Sabah uyanınca bir hava alıp sigara içmek için verandaya çıktım. Alaeddin verandanın korkuluklarına ellerini koymuş sigara içiyordu yanına gidip arkasından sarılınca elimi tutup dudaklarına götürüp bir öpücük bıraktı. "Günaydın canım." dedim gülümsedi belinden ayrılıp yanına korkuluklara yaslandım "Günaydın sevgilim." dediğinde gülümseyip bir sigara yaktım. "Sigaramı içeyim sonra seni tanıştırmak istediğim birileri var." dedim sigaramdan bir nefes çekip Alaeddin sigarasını bitirip attı göz kırpıp "Kimmiş o " diye sorunca bişey söylemeden gülümsedim.
Sigaramı içip içerde üstümü değiştirdim. Herkes uyuyordu evden birlikte el ele çıktık. Yol boyu konuşmadan ilerledik geleceğimiz yerin mezarlık olduğunu bilmediği için kaşları çatılmış bana bakıyordu. İçeri girip uzun zamandır gelmememe rağmen asla unutmadığım mezar yerine doğru adımladım. Alaeddinin elinden tutmuş onuda ilerletiyordum kendimle beraber. Etrafı duvarla örülü aile kabristanlığına girdim. İki mezar vardı yan yana Alparslan Karasu ve Neslihan Karasu... Annem ve Babam...

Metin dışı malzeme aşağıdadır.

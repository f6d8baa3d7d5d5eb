//! HTTP-level middleware (cross-cutting concerns).
//!
//! Responsibility:
//! - Request-Id generation + propagation (X-Request-Id)
//! - Access logging / request tracing (TraceLayer)
//! - Body size limits
//! - Global timeout (408 envelope)
//! - Panics inside handlers become a 500 envelope instead of a dropped connection
//! - Framework rejections (bad JSON, body too large, wrong method) become envelopes

use std::any::Any;
use std::time::Duration;

use axum::Json;
use axum::Router;
use axum::body::to_bytes;
use axum::error_handling::HandleErrorLayer;
use axum::http::{
    StatusCode,
    header::{CONTENT_LENGTH, CONTENT_TYPE, HeaderName},
};
use axum::middleware::map_response;
use axum::response::{IntoResponse, Response};
use halifax_core::ApiResponse;
use tower::timeout::TimeoutLayer;
use tower::{BoxError, ServiceBuilder};
use tower_http::catch_panic::CatchPanicLayer;
use tower_http::limit::RequestBodyLimitLayer;
use tower_http::request_id::{MakeRequestUuid, PropagateRequestIdLayer, SetRequestIdLayer};
use tower_http::trace::TraceLayer;

const BODY_LIMIT_BYTES: usize = 1024 * 1024;
// Rejection bodies are short plain-text reasons; anything longer is dropped.
const REJECTION_BODY_LIMIT: usize = 4096;

/// Apply HTTP-level middleware to the given Router.
pub fn apply(router: Router, timeout: Duration) -> Router {
    let request_id_header = HeaderName::from_static("x-request-id");

    let layers = ServiceBuilder::new()
        // Make the service error `Infallible` by converting errors into responses.
        .layer(HandleErrorLayer::new(handle_layer_error))
        // Generate a request id if missing, then propagate it to the response.
        .layer(SetRequestIdLayer::new(
            request_id_header.clone(),
            MakeRequestUuid,
        ))
        .layer(PropagateRequestIdLayer::new(request_id_header))
        .layer(TraceLayer::new_for_http())
        .layer(RequestBodyLimitLayer::new(BODY_LIMIT_BYTES))
        .layer(TimeoutLayer::new(timeout))
        .layer(CatchPanicLayer::custom(handle_panic));

    router
        .layer(layers)
        .layer(map_response(envelope_rejections))
}

/// Rewrite error responses that are not JSON (axum extractor rejections,
/// 405s, the body limit's 413) into the failure envelope, keeping the status
/// and the other headers.
async fn envelope_rejections(response: Response) -> Response {
    let status = response.status();
    if !(status.is_client_error() || status.is_server_error()) || is_json(&response) {
        return response;
    }

    let (parts, body) = response.into_parts();
    let bytes = to_bytes(body, REJECTION_BODY_LIMIT)
        .await
        .unwrap_or_default();
    let reason = String::from_utf8_lossy(&bytes).trim().to_string();
    let message = if reason.is_empty() {
        status
            .canonical_reason()
            .unwrap_or("Request failed")
            .to_string()
    } else {
        reason
    };

    tracing::debug!(status = status.as_u16(), %message, "enveloping rejection");

    let mut rewritten = (status, Json(ApiResponse::<()>::failure(message))).into_response();
    for (name, value) in &parts.headers {
        if name != CONTENT_TYPE && name != CONTENT_LENGTH {
            rewritten.headers_mut().append(name, value.clone());
        }
    }
    rewritten
}

fn is_json(response: &Response) -> bool {
    response
        .headers()
        .get(CONTENT_TYPE)
        .and_then(|v| v.to_str().ok())
        .is_some_and(|v| v.starts_with("application/json"))
}

async fn handle_layer_error(err: BoxError) -> Response {
    if err.is::<tower::timeout::error::Elapsed>() {
        (
            StatusCode::REQUEST_TIMEOUT,
            Json(ApiResponse::<()>::failure("Request timed out")),
        )
            .into_response()
    } else {
        tracing::error!(error = %err, "unhandled middleware error");
        (
            StatusCode::INTERNAL_SERVER_ERROR,
            Json(ApiResponse::<()>::failure("Internal server error")),
        )
            .into_response()
    }
}

fn handle_panic(payload: Box<dyn Any + Send + 'static>) -> Response {
    let detail = payload
        .downcast_ref::<String>()
        .map(String::as_str)
        .or_else(|| payload.downcast_ref::<&str>().copied())
        .unwrap_or("unknown panic payload");

    tracing::error!(panic = %detail, "handler panicked");

    (
        StatusCode::INTERNAL_SERVER_ERROR,
        Json(ApiResponse::<()>::failure("Internal server error")),
    )
        .into_response()
}
use jsonwebtoken::{Algorithm, DecodingKey, Validation};
use serde::Deserialize;
use thiserror::Error;

use crate::config::{AuthConfig, AuthKey};
use crate::extractors::Principal;

#[derive(Debug, Error)]
pub enum AuthError {
    #[error("invalid verification key: {0}")]
    InvalidKey(#[source] jsonwebtoken::errors::Error),
    #[error("jwt verification failed: {0}")]
    Jwt(#[from] jsonwebtoken::errors::Error),
    #[error("empty 'sub' claim")]
    EmptySubject,
}

/// Claims read after `jsonwebtoken` has checked signature, `exp`, `iss` and `aud`.
#[derive(Debug, Clone, Deserialize)]
struct AccessTokenClaims {
    sub: String,
    #[serde(default)]
    scope: Option<String>,
    #[serde(default)]
    roles: Option<Vec<String>>,
    #[serde(default)]
    jti: Option<String>,
}

/// Bearer token verifier built once from [`AuthConfig`].
#[derive(Clone)]
pub struct JwtAuthenticator {
    decoding_key: DecodingKey,
    validation: Validation,
}

impl std::fmt::Debug for JwtAuthenticator {
    fn fmt(&self, f: &mut std::fmt::Formatter<'_>) -> std::fmt::Result {
        // Do not print key material
        f.debug_struct("JwtAuthenticator")
            .field("validation", &self.validation)
            .finish_non_exhaustive()
    }
}

impl JwtAuthenticator {
    pub fn new(config: &AuthConfig) -> Result<Self, AuthError> {
        let (decoding_key, algorithm) = match &config.key {
            AuthKey::Secret(secret) => (DecodingKey::from_secret(secret.as_bytes()), Algorithm::HS256),
            AuthKey::Ed25519PublicKeyPem(pem) => (
                DecodingKey::from_ed_pem(pem.as_bytes()).map_err(AuthError::InvalidKey)?,
                Algorithm::EdDSA,
            ),
        };

        let mut validation = Validation::new(algorithm);
        validation.set_issuer(&[config.issuer.as_str()]);
        validation.set_audience(&[config.audience.as_str()]);
        validation.set_required_spec_claims(&["exp", "iss", "aud", "sub"]);
        validation.leeway = config.leeway_seconds;

        Ok(Self {
            decoding_key,
            validation,
        })
    }

    pub fn verify(&self, token: &str) -> Result<Principal, AuthError> {
        let data =
            jsonwebtoken::decode::<AccessTokenClaims>(token, &self.decoding_key, &self.validation)?;
        let claims = data.claims;

        if claims.sub.trim().is_empty() {
            return Err(AuthError::EmptySubject);
        }

        Ok(Principal {
            subject: claims.sub,
            scopes: claims
                .scope
                .map(|s| s.split_whitespace().map(str::to_string).collect())
                .unwrap_or_default(),
            roles: claims.roles.unwrap_or_default(),
            jti: claims.jti,
        })
    }
}

#[cfg(test)]
pub(crate) mod tests {
    use std::time::{SystemTime, UNIX_EPOCH};

    use jsonwebtoken::{EncodingKey, Header};
    use serde_json::{Value, json};

    use super::*;

    pub(crate) const SECRET: &str = "test-secret-with-enough-length-0123456789";

    pub(crate) fn auth_config() -> AuthConfig {
        AuthConfig {
            issuer: "https://issuer.test".into(),
            audience: "halifax-test".into(),
            key: AuthKey::Secret(SECRET.into()),
            leeway_seconds: 0,
        }
    }

    fn now() -> u64 {
        SystemTime::now()
            .duration_since(UNIX_EPOCH)
            .unwrap()
            .as_secs()
    }

    pub(crate) fn sign(claims: Value) -> String {
        jsonwebtoken::encode(
            &Header::new(Algorithm::HS256),
            &claims,
            &EncodingKey::from_secret(SECRET.as_bytes()),
        )
        .unwrap()
    }

    pub(crate) fn valid_token(sub: &str) -> String {
        sign(json!({
            "sub": sub,
            "iss": "https://issuer.test",
            "aud": "halifax-test",
            "exp": now() + 600,
            "scope": "orders:read orders:write",
            "roles": ["admin"],
            "jti": "abc",
        }))
    }

    #[test]
    fn accepts_valid_token() {
        let auth = JwtAuthenticator::new(&auth_config()).unwrap();
        let principal = auth.verify(&valid_token("user-1")).unwrap();

        assert_eq!(principal.subject, "user-1");
        assert!(principal.has_scope("orders:write"));
        assert_eq!(principal.roles, vec!["admin"]);
        assert!(principal.has_role("admin"));
        assert!(!principal.has_role("orders:write"));
        assert!(!principal.has_scope("admin"));
        assert_eq!(principal.jti.as_deref(), Some("abc"));
    }

    #[test]
    fn rejects_wrong_audience_and_expired_tokens() {
        let auth = JwtAuthenticator::new(&auth_config()).unwrap();

        let wrong_aud = sign(json!({
            "sub": "user-1",
            "iss": "https://issuer.test",
            "aud": "someone-else",
            "exp": now() + 600,
        }));
        assert!(matches!(auth.verify(&wrong_aud), Err(AuthError::Jwt(_))));

        let expired = sign(json!({
            "sub": "user-1",
            "iss": "https://issuer.test",
            "aud": "halifax-test",
            "exp": now() - 600,
        }));
        assert!(matches!(auth.verify(&expired), Err(AuthError::Jwt(_))));
    }

    #[test]
    fn rejects_blank_subject_and_garbage() {
        let auth = JwtAuthenticator::new(&auth_config()).unwrap();

        let blank = sign(json!({
            "sub": " ",
            "iss": "https://issuer.test",
            "aud": "halifax-test",
            "exp": now() + 600,
        }));
        assert!(matches!(auth.verify(&blank), Err(AuthError::EmptySubject)));
        assert!(auth.verify("not-a-jwt").is_err());
    }

    #[test]
    fn debug_hides_key_material() {
        let auth = JwtAuthenticator::new(&auth_config()).unwrap();
        assert!(!format!("{auth:?}").contains(SECRET));
    }
}
//! Swagger UI and OpenAPI document serving.
//!
//! Document generation is left to `utoipa`; services either pass their own
//! `#[derive(OpenApi)]` document or get an empty one titled with the display name.

use axum::Router;
use utoipa::openapi::{InfoBuilder, OpenApi, OpenApiBuilder};
use utoipa_swagger_ui::SwaggerUi;

pub const SWAGGER_UI_PATH: &str = "/swagger";
pub const OPENAPI_JSON_PATH: &str = "/swagger/v1/swagger.json";

/// Empty document carrying only the service title.
pub fn default_document(name: &str) -> OpenApi {
    OpenApiBuilder::new()
        .info(InfoBuilder::new().title(name).version("v1").build())
        .build()
}

/// Mount Swagger UI on the router. The document title defaults to `name`
/// when the supplied document has none.
pub fn apply(router: Router, name: &str, document: OpenApi) -> Router {
    router.merge(SwaggerUi::new(SWAGGER_UI_PATH).url(OPENAPI_JSON_PATH, titled(document, name)))
}

fn titled(mut document: OpenApi, name: &str) -> OpenApi {
    if document.info.title.trim().is_empty() {
        document.info.title = name.to_string();
    }
    document
}
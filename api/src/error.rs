/*
 * Responsibility
 * - アプリ共通の AppError 定義 (業務エラー + 想定外エラー)
 * - (envelope, status) への変換: not found → 404 / unauthorized → 401 / その他業務エラー → 400 / 想定外 → 500
 * - IntoResponse 実装 (HTTP status / JSON envelope)
 */
use axum::{
    Json,
    http::StatusCode,
    response::{IntoResponse, Response},
};
use halifax_core::{ApiResponse, DomainError};
use thiserror::Error;

#[derive(Debug, Error)]
pub enum AppError {
    #[error(transparent)]
    Domain(#[from] DomainError),
    #[error(transparent)]
    Unexpected(#[from] anyhow::Error),
}

impl AppError {
    pub fn bad_request(message: impl Into<String>) -> Self {
        Self::Domain(DomainError::bad_request(message))
    }

    pub fn unauthorized(message: impl Into<String>) -> Self {
        Self::Domain(DomainError::unauthorized(message))
    }

    pub fn not_found(message: impl Into<String>) -> Self {
        Self::Domain(DomainError::not_found(message))
    }

    pub fn status(&self) -> StatusCode {
        match self {
            AppError::Domain(DomainError::NotFound(_)) => StatusCode::NOT_FOUND,
            AppError::Domain(DomainError::Unauthorized(_)) => StatusCode::UNAUTHORIZED,
            AppError::Domain(_) => StatusCode::BAD_REQUEST,
            AppError::Unexpected(_) => StatusCode::INTERNAL_SERVER_ERROR,
        }
    }

    /// Envelope and status for this error. Never fails.
    pub fn to_response(&self) -> (ApiResponse<()>, StatusCode) {
        (ApiResponse::failure(self.to_string()), self.status())
    }
}

impl IntoResponse for AppError {
    fn into_response(self) -> Response {
        if let AppError::Unexpected(err) = &self {
            tracing::error!(error = ?err, "unhandled error while processing request");
        }

        let (body, status) = self.to_response();
        (status, Json(body)).into_response()
    }
}

#[cfg(test)]
mod tests {
    use http_body_util::BodyExt;
    use serde_json::{Value, json};

    use super::*;

    async fn render(err: AppError) -> (StatusCode, Value) {
        let res = err.into_response();
        let status = res.status();
        let bytes = res.into_body().collect().await.unwrap().to_bytes();
        (status, serde_json::from_slice(&bytes).unwrap())
    }

    #[test]
    fn classification_order() {
        assert_eq!(AppError::not_found("x").status(), StatusCode::NOT_FOUND);
        assert_eq!(AppError::unauthorized("x").status(), StatusCode::UNAUTHORIZED);
        assert_eq!(AppError::bad_request("x").status(), StatusCode::BAD_REQUEST);
        assert_eq!(
            AppError::from(anyhow::anyhow!("db down")).status(),
            StatusCode::INTERNAL_SERVER_ERROR
        );
    }

    #[test]
    fn envelope_carries_message_and_no_data() {
        let (body, status) = AppError::not_found("order 9 not found").to_response();

        assert_eq!(status, StatusCode::NOT_FOUND);
        assert!(body.data.is_none());
        assert_eq!(body.error_message(), Some("order 9 not found"));
    }

    #[tokio::test]
    async fn renders_json_envelope() {
        let (status, body) = render(AppError::bad_request("quantity must be positive")).await;

        assert_eq!(status, StatusCode::BAD_REQUEST);
        assert_eq!(body, json!({"error": {"message": "quantity must be positive"}}));
    }

    #[tokio::test]
    async fn unexpected_errors_become_500() {
        let err = anyhow::anyhow!("connection reset").context("loading orders");
        let (status, body) = render(err.into()).await;

        assert_eq!(status, StatusCode::INTERNAL_SERVER_ERROR);
        assert_eq!(body, json!({"error": {"message": "loading orders"}}));
    }
}
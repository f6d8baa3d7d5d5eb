use halifax_core::{DomainError, ErrorKind};
use http::StatusCode;

/// Boxed error returned by a [`Transport`](crate::Transport) implementation.
pub type BoxError = Box<dyn std::error::Error + Send + Sync + 'static>;

/// Client-specific result type
pub type Result<T> = std::result::Result<T, ClientError>;

/// The exchange never produced an HTTP response.
#[derive(Debug, thiserror::Error)]
#[error("transport failure: {source}")]
pub struct TransportError {
    #[source]
    source: BoxError,
}

impl TransportError {
    pub fn new(source: impl Into<BoxError>) -> Self {
        Self {
            source: source.into(),
        }
    }
}

/// Errors from a Halifax client call.
#[derive(Debug, thiserror::Error)]
pub enum ClientError {
    /// Business error reported by the server (400, 401 or 404 with a message)
    #[error(transparent)]
    Domain(#[from] DomainError),

    /// Body did not match the envelope, or an error envelope had no message
    #[error("Error reading the response of the {client}")]
    ResponseUnreadable { client: String, url: String },

    /// Non-2xx status outside the recognized set
    #[error("Unsuccessful request. {client}. HTTP {status}")]
    Unsuccessful {
        client: String,
        url: String,
        status: StatusCode,
    },

    /// Request never got a response
    #[error("Request failed. {client}. {url}")]
    Transport {
        client: String,
        url: String,
        #[source]
        source: TransportError,
    },

    /// Request body could not be serialized to JSON
    #[error("failed to serialize request body: {0}")]
    RequestBody(#[source] serde_json::Error),

    #[error("invalid URL: {0}")]
    InvalidUrl(#[from] url::ParseError),

    #[error("invalid header value: {0}")]
    InvalidHeader(#[from] http::header::InvalidHeaderValue),
}

impl ClientError {
    /// Business kind, if the server reported one.
    pub fn kind(&self) -> Option<ErrorKind> {
        match self {
            Self::Domain(err) => Some(err.kind()),
            _ => None,
        }
    }

    /// HTTP status the failure was derived from, when there was a response.
    pub fn status(&self) -> Option<StatusCode> {
        match self {
            Self::Domain(err) => Some(err.status()),
            Self::Unsuccessful { status, .. } => Some(*status),
            _ => None,
        }
    }

    /// Unrecognized status or no response at all.
    pub fn is_unclassified(&self) -> bool {
        matches!(self, Self::Unsuccessful { .. } | Self::Transport { .. })
    }

    pub fn is_not_found(&self) -> bool {
        matches!(self, Self::Domain(DomainError::NotFound(_)))
    }
}
/*
 * Responsibility
 * - 環境変数 (.env を含む) からの設定読み込み: listen addr, 表示名, CORS 許可, JWT 検証パラメータ
 * - 設定値のバリデーション (不足なら起動失敗)
 * - 起動時に一度だけ組み立て、参照で各コンポーネントへ渡す (グローバルな singleton は持たない)
 */
use std::fmt;
use std::net::SocketAddr;
use std::str::FromStr;
use std::time::Duration;

use thiserror::Error;

#[derive(Debug, Clone, Copy, PartialEq, Eq)]
pub enum AppEnv {
    Development,
    Production,
}

impl AppEnv {
    fn parse(raw: Option<String>) -> Self {
        match raw
            .unwrap_or_else(|| "development".to_string())
            .to_ascii_lowercase()
            .as_str()
        {
            "production" | "prod" => Self::Production,
            _ => Self::Development,
        }
    }

    pub fn is_production(&self) -> bool {
        matches!(self, Self::Production)
    }
}

#[derive(Debug, Error, PartialEq, Eq)]
pub enum ConfigError {
    #[error("missing configuration: {0}")]
    Missing(&'static str),
    #[error("invalid configuration: {0}")]
    Invalid(&'static str),
}

/// Key material used to verify bearer tokens.
#[derive(Clone, PartialEq, Eq)]
pub enum AuthKey {
    /// HS256 shared secret.
    Secret(String),
    /// Ed25519 public key (EdDSA), PEM encoded.
    Ed25519PublicKeyPem(String),
}

impl fmt::Debug for AuthKey {
    fn fmt(&self, f: &mut fmt::Formatter<'_>) -> fmt::Result {
        // Do not print key material
        match self {
            Self::Secret(_) => f.write_str("Secret(..)"),
            Self::Ed25519PublicKeyPem(_) => f.write_str("Ed25519PublicKeyPem(..)"),
        }
    }
}

#[derive(Debug, Clone, PartialEq, Eq)]
pub struct AuthConfig {
    pub issuer: String,
    pub audience: String,
    pub key: AuthKey,
    pub leeway_seconds: u64,
}

#[derive(Debug, Clone)]
pub struct HalifaxConfig {
    pub addr: SocketAddr,
    pub app_env: AppEnv,
    /// Display name used for the Swagger title and the root greeting.
    pub name: String,
    pub cors_allowed_origins: Vec<String>,
    pub request_timeout: Duration,
    /// `None` disables bearer authentication entirely.
    pub auth: Option<AuthConfig>,
}

impl Default for HalifaxConfig {
    fn default() -> Self {
        Self {
            addr: SocketAddr::from(([0, 0, 0, 0], 3000)),
            app_env: AppEnv::Development,
            name: "Halifax".to_string(),
            cors_allowed_origins: Vec::new(),
            request_timeout: Duration::from_secs(30),
            auth: None,
        }
    }
}

impl HalifaxConfig {
    pub fn from_env() -> Result<Self, ConfigError> {
        dotenvy::dotenv().ok();
        Self::from_lookup(|key| std::env::var(key).ok())
    }

    /// Builds the configuration from an arbitrary key lookup.
    pub fn from_lookup<F>(lookup: F) -> Result<Self, ConfigError>
    where
        F: Fn(&str) -> Option<String>,
    {
        let port: u16 = parse_or(&lookup, "PORT", 3000)?;
        let addr = SocketAddr::from(([0, 0, 0, 0], port));

        let app_env = AppEnv::parse(lookup("APP_ENV"));

        let name = lookup("APP_NAME")
            .map(|s| s.trim().to_string())
            .filter(|s| !s.is_empty())
            .unwrap_or_else(|| "Halifax".to_string());

        let cors_allowed_origins = lookup("CORS_ALLOWED_ORIGINS")
            .unwrap_or_default()
            .split(',')
            .map(|s| s.trim().to_string())
            .filter(|s| !s.is_empty())
            .collect::<Vec<_>>();

        let timeout_seconds: u64 = parse_or(&lookup, "REQUEST_TIMEOUT_SECONDS", 30)?;
        if timeout_seconds == 0 {
            return Err(ConfigError::Invalid("REQUEST_TIMEOUT_SECONDS"));
        }

        let auth = auth_from_lookup(&lookup)?;

        Ok(Self {
            addr,
            app_env,
            name,
            cors_allowed_origins,
            request_timeout: Duration::from_secs(timeout_seconds),
            auth,
        })
    }

    pub fn with_name(mut self, name: impl Into<String>) -> Self {
        self.name = name.into();
        self
    }

    pub fn with_cors_allowed_origins<I, S>(mut self, origins: I) -> Self
    where
        I: IntoIterator<Item = S>,
        S: Into<String>,
    {
        self.cors_allowed_origins = origins.into_iter().map(Into::into).collect();
        self
    }

    pub fn with_auth(mut self, auth: AuthConfig) -> Self {
        self.auth = Some(auth);
        self
    }
}

// Auth is enabled by the presence of AUTH_ISSUER; everything else is then required.
fn auth_from_lookup<F>(lookup: &F) -> Result<Option<AuthConfig>, ConfigError>
where
    F: Fn(&str) -> Option<String>,
{
    let Some(issuer) = non_empty(lookup("AUTH_ISSUER")) else {
        return Ok(None);
    };

    let audience = non_empty(lookup("AUTH_AUDIENCE")).ok_or(ConfigError::Missing("AUTH_AUDIENCE"))?;

    let secret = non_empty(lookup("AUTH_JWT_SECRET"));
    let public_key_pem =
        non_empty(lookup("AUTH_JWT_PUBLIC_KEY_PEM")).map(|pem| pem.replace("\\n", "\n"));

    let key = match (secret, public_key_pem) {
        (Some(secret), None) => AuthKey::Secret(secret),
        (None, Some(pem)) => AuthKey::Ed25519PublicKeyPem(pem),
        (None, None) => return Err(ConfigError::Missing("AUTH_JWT_SECRET")),
        (Some(_), Some(_)) => return Err(ConfigError::Invalid("AUTH_JWT_SECRET")),
    };

    let leeway_seconds = parse_or(lookup, "AUTH_LEEWAY_SECONDS", 60)?;

    Ok(Some(AuthConfig {
        issuer,
        audience,
        key,
        leeway_seconds,
    }))
}

fn non_empty(value: Option<String>) -> Option<String> {
    value.filter(|s| !s.trim().is_empty())
}

fn parse_or<F, T>(lookup: &F, key: &'static str, default: T) -> Result<T, ConfigError>
where
    F: Fn(&str) -> Option<String>,
    T: FromStr,
{
    match non_empty(lookup(key)) {
        Some(raw) => raw.trim().parse().map_err(|_| ConfigError::Invalid(key)),
        None => Ok(default),
    }
}
/*!
 * Request extractors
 *
 * Public API:
 * - Principal: 認証済み主体 (bearer token の検証結果)
 */

mod principal;

pub use principal::Principal;
//! Typed HTTP client base for Halifax APIs
//!
//! Builds JSON requests, sends them through a [`Transport`] and unwraps the
//! `{"data": ..., "error": {"message": ...}}` envelope into a typed result.
//! Failures are classified by status: 400/401/404 become business errors,
//! anything else is reported as unclassified with the client's name.

mod client;
pub mod error;
mod request;
mod transport;

pub use client::HalifaxClient;
pub use error::{BoxError, ClientError, Result, TransportError};
pub use halifax_core::{ApiError, ApiResponse, DomainError, ErrorKind};
pub use request::{ApiRequest, JSON_CONTENT_TYPE, build_request};
pub use transport::{ReqwestTransport, Transport, TransportResponse};
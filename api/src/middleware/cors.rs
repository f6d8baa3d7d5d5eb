//! CORS policy for browser clients.
//!
//! Note:
//! - CORS is enforced by browsers. Native apps and server-to-server calls are not
//!   restricted by CORS.
//! - Policy evaluation itself is `tower_http::cors`; this module only decides the policy.
//!
//! Policy:
//! - Development: permissive (Allow-Origin: *), WITHOUT credentials.
//! - Production: allowlist origins from `HalifaxConfig` (exact match), WITHOUT credentials.

use axum::Router;
use axum::http::{HeaderName, HeaderValue, Method, header};
use tower_http::cors::{AllowOrigin, Any, CorsLayer};

use crate::config::HalifaxConfig;

pub fn layer(config: &HalifaxConfig) -> CorsLayer {
    let cors = if config.app_env.is_production() {
        // An empty allowlist allows no origin at all.
        let allowed: Vec<HeaderValue> = config
            .cors_allowed_origins
            .iter()
            .filter_map(|s| HeaderValue::from_str(s).ok())
            .collect();

        let allow_origin = AllowOrigin::predicate(move |origin: &HeaderValue, _req| {
            allowed.iter().any(|v| v == origin)
        });

        CorsLayer::new().allow_origin(allow_origin)
    } else {
        CorsLayer::new().allow_origin(Any)
    };

    cors.allow_methods([
        Method::GET,
        Method::POST,
        Method::PUT,
        Method::PATCH,
        Method::DELETE,
        Method::OPTIONS,
    ])
    .allow_headers([
        header::AUTHORIZATION,
        header::CONTENT_TYPE,
        header::ACCEPT,
        HeaderName::from_static("x-request-id"),
    ])
    .max_age(std::time::Duration::from_secs(60 * 10))
}

/// Apply the CORS policy to the given Router.
pub fn apply(router: Router, config: &HalifaxConfig) -> Router {
    router.layer(layer(config))
}
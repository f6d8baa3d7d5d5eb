use axum::{
    Json,
    http::StatusCode,
    response::{IntoResponse, Response},
};
use halifax_core::ApiResponse;
use serde::Serialize;

/// Handler payload wrapped in the success envelope: `{"data": ...}`.
#[derive(Debug, Clone)]
pub struct ApiJson<T> {
    status: StatusCode,
    data: T,
}

impl<T> ApiJson<T> {
    pub fn ok(data: T) -> Self {
        Self {
            status: StatusCode::OK,
            data,
        }
    }

    pub fn created(data: T) -> Self {
        Self {
            status: StatusCode::CREATED,
            data,
        }
    }
}

impl<T: Serialize> IntoResponse for ApiJson<T> {
    fn into_response(self) -> Response {
        (self.status, Json(ApiResponse::with(self.data))).into_response()
    }
}
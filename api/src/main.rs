/*
 * Responsibility
 * - tokio runtime 起動
 * - 設定読み込み → Halifax 組み立て → serve (ロジックは置かない)
 * - デモ用の /api/v1 routes
 */
use anyhow::Result;
use axum::{Router, routing::get};
use serde::Serialize;

use halifax_api::{ApiJson, Halifax, HalifaxConfig, Principal};

#[derive(Debug, Serialize)]
struct Health {
    status: &'static str,
}

#[derive(Debug, Serialize)]
struct Me {
    subject: String,
    scopes: Vec<String>,
    roles: Vec<String>,
    admin: bool,
}

async fn health() -> ApiJson<Health> {
    ApiJson::ok(Health { status: "ok" })
}

async fn me(principal: Principal) -> ApiJson<Me> {
    let admin = principal.has_role("admin");
    ApiJson::ok(Me {
        subject: principal.subject,
        scopes: principal.scopes,
        roles: principal.roles,
        admin,
    })
}

fn routes() -> Router {
    Router::new().nest(
        "/api/v1",
        Router::new()
            .route("/health", get(health))
            .route("/me", get(me)),
    )
}

#[tokio::main]
async fn main() -> Result<()> {
    halifax_api::init_tracing();
    halifax_api::init_panic_hook();

    let config = HalifaxConfig::from_env()?;
    let halifax = Halifax::new(config)?;

    halifax_api::serve(halifax, routes()).await
}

Alaeddinin elini bırakıp yavaşça babamın mezarının başına oturdum. Alaeddin de hemen yanıma annemin mezarına oturdu. "Baba" dedim hasretle çocuk gibi hüngür hüngür ağlamak istiyordum şuan. "Özür dilerim uzun zaman oldu" dedim sanki babam karşımdaymış gibi mezar taşına doğru. Gözlerim dolmuştu baktığım mezar taşındaki Alparslan Karasu yazısı bulanıktı çünkü. "Gelmek istedim ama olmadı affet beni seni çok özledim." dediğimde yaşlar gözlerimden akmaya başlamıştı bile.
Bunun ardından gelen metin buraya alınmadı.